Nationalgeographic.co.id—Tinju adalah salah satu olahraga tertua di dunia yang masih dilakukan hingga saat ini. Termasuk dalam pertandingan di Olimpiade kuno, tinju sangat populer di zaman Yunani dan Romawi kuno. Sangat populer dan dicintai, bagaimana aturan dan teknik olahraga tinju di zaman Romawi kuno? Sejarawan menggunakan literatur kuno, patung, mosaik, dan bahkan bukti arkeologi, untuk mengumpulkan bagaimana olahraga itu dilakukan. “Aturan dan teknik tinju orang Romawi sangat dipengaruhi oleh orang Yunani dan Etruria,” ungkap Matthew Vivonia di laman World History Encyclopedia.
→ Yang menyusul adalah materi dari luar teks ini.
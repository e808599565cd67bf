use std::fmt;

use tracing::{debug, warn};
use vitrine_model::{LoopMode, PlaybackState};

/// Receives the slide index after every navigation call.
pub type SlideObserver = Box<dyn FnMut(usize) + Send>;

/// Index and playback state of a carousel.
///
/// Pure state: the recurring timer lives in [`super::autoplay`] and drives
/// this controller through [`SlideIndexController::tick`]. Every transition
/// into or out of `Playing` bumps the playback epoch, and ticks carrying an
/// older epoch are dropped, so a cancelled timer can never move the index.
pub struct SlideIndexController {
    len: usize,
    current_index: usize,
    loop_mode: LoopMode,
    playback: PlaybackState,
    epoch: u64,
    observer: Option<SlideObserver>,
}

impl fmt::Debug for SlideIndexController {
    fn fmt(&self, f: &mut fmt::Formatter<'_>) -> fmt::Result {
        f.debug_struct("SlideIndexController")
            .field("len", &self.len)
            .field("current_index", &self.current_index)
            .field("loop_mode", &self.loop_mode)
            .field("playback", &self.playback)
            .field("epoch", &self.epoch)
            .finish_non_exhaustive()
    }
}

impl SlideIndexController {
    pub fn new(len: usize, loop_mode: LoopMode) -> Self {
        Self {
            len,
            current_index: 0,
            loop_mode,
            playback: PlaybackState::Stopped,
            epoch: 0,
            observer: None,
        }
    }

    #[must_use]
    pub fn on_slide_change<F>(mut self, observer: F) -> Self
    where
        F: FnMut(usize) + Send + 'static,
    {
        self.observer = Some(Box::new(observer));
        self
    }

    pub fn set_observer(&mut self, observer: Option<SlideObserver>) {
        self.observer = observer;
    }

    pub fn len(&self) -> usize {
        self.len
    }

    pub fn is_empty(&self) -> bool {
        self.len == 0
    }

    pub fn current_index(&self) -> usize {
        self.current_index
    }

    pub fn loop_mode(&self) -> LoopMode {
        self.loop_mode
    }

    pub fn playback(&self) -> PlaybackState {
        self.playback
    }

    pub fn is_playing(&self) -> bool {
        self.playback.is_playing()
    }

    /// Generation of the current playback period.
    pub fn epoch(&self) -> u64 {
        self.epoch
    }

    /// Autoplay only makes sense with something to move between.
    pub fn can_autoplay(&self) -> bool {
        self.len > 1
    }

    pub fn can_go_previous(&self) -> bool {
        !self.is_empty()
            && (self.loop_mode.is_infinite() || self.current_index > 0)
    }

    pub fn can_go_next(&self) -> bool {
        !self.is_empty()
            && (self.loop_mode.is_infinite()
                || self.current_index < self.len - 1)
    }

    /// Step forward: wraps in infinite mode, saturates at the last slide
    /// otherwise.
    pub fn advance(&mut self) -> Option<usize> {
        if self.is_empty() {
            return None;
        }
        let next = match self.loop_mode {
            LoopMode::Infinite => {
                (self.current_index % self.len + 1) % self.len
            }
            LoopMode::Finite => {
                (self.len - 1).min(self.current_index.saturating_add(1))
            }
        };
        Some(self.set_index(next))
    }

    /// Step back: wraps in infinite mode, saturates at the first slide
    /// otherwise.
    pub fn retreat(&mut self) -> Option<usize> {
        if self.is_empty() {
            return None;
        }
        let previous = match self.loop_mode {
            LoopMode::Infinite => {
                (self.current_index % self.len + self.len - 1) % self.len
            }
            LoopMode::Finite => self.current_index.saturating_sub(1),
        };
        Some(self.set_index(previous))
    }

    /// Jump straight to `index`. The index is taken as given.
    pub fn go_to(&mut self, index: usize) -> Option<usize> {
        if self.is_empty() {
            return None;
        }
        if index >= self.len {
            warn!(index, len = self.len, "slide index out of range");
        }
        Some(self.set_index(index))
    }

    /// Enter `Playing`. Refused for fewer than two slides and when already
    /// playing. Returns the new epoch on success.
    pub fn play(&mut self) -> Option<u64> {
        if !self.can_autoplay() || self.is_playing() {
            return None;
        }
        self.playback = PlaybackState::Playing;
        self.epoch = self.epoch.wrapping_add(1);
        debug!(epoch = self.epoch, "carousel playing");
        Some(self.epoch)
    }

    /// Enter `Stopped`. Returns whether playback was running.
    pub fn pause(&mut self) -> bool {
        if !self.is_playing() {
            return false;
        }
        self.playback = PlaybackState::Stopped;
        self.epoch = self.epoch.wrapping_add(1);
        debug!(epoch = self.epoch, "carousel paused");
        true
    }

    /// Timer firing for playback period `epoch`. Advances only while that
    /// period is still current.
    pub fn tick(&mut self, epoch: u64) -> Option<usize> {
        if !self.is_playing() || epoch != self.epoch {
            return None;
        }
        self.advance()
    }

    /// Replace the slide count, pulling the index back into range. The
    /// observer hears about the move unless the collection is now empty.
    /// Playback stops when fewer than two slides remain.
    pub fn set_len(&mut self, len: usize) {
        self.len = len;
        if len == 0 {
            self.current_index = 0;
        } else if self.current_index >= len {
            self.set_index(len - 1);
        }
        if !self.can_autoplay() {
            self.pause();
        }
    }

    fn set_index(&mut self, index: usize) -> usize {
        if index != self.current_index {
            debug!(from = self.current_index, to = index, "slide changed");
        }
        self.current_index = index;
        if let Some(observer) = self.observer.as_mut() {
            observer(index);
        }
        index
    }
}

#[cfg(test)]
mod tests {
    use std::sync::Arc;

    use parking_lot::Mutex;

    use super::*;

    fn observed(
        len: usize,
        loop_mode: LoopMode,
    ) -> (SlideIndexController, Arc<Mutex<Vec<usize>>>) {
        let seen = Arc::new(Mutex::new(Vec::new()));
        let sink = Arc::clone(&seen);
        let controller = SlideIndexController::new(len, loop_mode)
            .on_slide_change(move |index| sink.lock().push(index));
        (controller, seen)
    }

    #[test]
    fn advance_wraps_or_saturates() {
        let mut infinite = SlideIndexController::new(3, LoopMode::Infinite);
        infinite.go_to(2);
        assert_eq!(infinite.advance(), Some(0));

        let mut finite = SlideIndexController::new(3, LoopMode::Finite);
        finite.go_to(2);
        assert_eq!(finite.advance(), Some(2));
    }

    #[test]
    fn retreat_wraps_or_saturates() {
        let mut infinite = SlideIndexController::new(3, LoopMode::Infinite);
        assert_eq!(infinite.retreat(), Some(2));

        let mut finite = SlideIndexController::new(3, LoopMode::Finite);
        assert_eq!(finite.retreat(), Some(0));
    }

    #[test]
    fn observer_fires_on_every_navigation_call() {
        let (mut controller, seen) = observed(3, LoopMode::Finite);
        controller.retreat();
        controller.advance();
        controller.go_to(2);
        controller.advance();
        assert_eq!(*seen.lock(), vec![0, 1, 2, 2]);
    }

    #[test]
    fn go_to_does_not_clamp() {
        let mut controller = SlideIndexController::new(3, LoopMode::Finite);
        assert_eq!(controller.go_to(7), Some(7));
        assert!(!controller.can_go_next());
        assert_eq!(controller.advance(), Some(2));
    }

    #[test]
    fn empty_collection_disables_everything() {
        let (mut controller, seen) = observed(0, LoopMode::Infinite);
        assert!(!controller.can_go_next());
        assert!(!controller.can_go_previous());
        assert_eq!(controller.advance(), None);
        assert_eq!(controller.retreat(), None);
        assert_eq!(controller.go_to(0), None);
        assert_eq!(controller.play(), None);
        assert!(seen.lock().is_empty());
    }

    #[test]
    fn enablement_follows_loop_mode() {
        let mut finite = SlideIndexController::new(2, LoopMode::Finite);
        assert!(!finite.can_go_previous());
        assert!(finite.can_go_next());
        finite.advance();
        assert!(finite.can_go_previous());
        assert!(!finite.can_go_next());

        let infinite = SlideIndexController::new(2, LoopMode::Infinite);
        assert!(infinite.can_go_previous());
        assert!(infinite.can_go_next());
    }

    #[test]
    fn single_slide_never_plays() {
        let mut controller = SlideIndexController::new(1, LoopMode::Infinite);
        assert_eq!(controller.play(), None);
        assert!(!controller.is_playing());
        assert_eq!(controller.tick(controller.epoch()), None);
    }

    #[test]
    fn stale_ticks_are_dropped() {
        let (mut controller, seen) = observed(4, LoopMode::Infinite);
        let first = controller.play().unwrap();
        assert_eq!(controller.tick(first), Some(1));

        assert!(controller.pause());
        assert_eq!(controller.tick(first), None);

        let second = controller.play().unwrap();
        assert_ne!(first, second);
        assert_eq!(controller.tick(first), None);
        assert_eq!(controller.tick(second), Some(2));
        assert_eq!(*seen.lock(), vec![1, 2]);
    }

    #[test]
    fn play_twice_keeps_the_same_period() {
        let mut controller = SlideIndexController::new(3, LoopMode::Finite);
        let epoch = controller.play().unwrap();
        assert_eq!(controller.play(), None);
        assert_eq!(controller.epoch(), epoch);
        assert!(!SlideIndexController::new(3, LoopMode::Finite).pause());
    }

    #[test]
    fn shrinking_below_two_slides_stops_playback() {
        let mut controller = SlideIndexController::new(5, LoopMode::Finite);
        controller.go_to(4);
        controller.play();
        controller.set_len(1);
        assert_eq!(controller.current_index(), 0);
        assert!(!controller.is_playing());
    }

    #[test]
    fn shrinking_reports_the_clamped_index() {
        let (mut controller, seen) = observed(5, LoopMode::Finite);
        controller.go_to(4);
        controller.set_len(3);
        assert_eq!(controller.current_index(), 2);
        assert_eq!(*seen.lock(), vec![4, 2]);

        controller.set_len(4);
        controller.set_len(0);
        assert_eq!(controller.current_index(), 0);
        assert_eq!(*seen.lock(), vec![4, 2]);
    }
}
Menelusuri jejak olahraga tinju
Bangsa Yunani kuno maupun Romawi bukanlah yang pertama melakukan olahraga tinju. Penggambaran paling awal tinju sebagai olahraga formal dapat ditelusuri kembali ke Mesopotamia. Relief terakota menggambarkan dua pria sedang bersiap-siap, pergelangan tangan terbungkus dan tangan terkepal, siap untuk menyerang. Relief itu ditemukan di Eshnunna, bertanggal 2000 Sebelum Masehi.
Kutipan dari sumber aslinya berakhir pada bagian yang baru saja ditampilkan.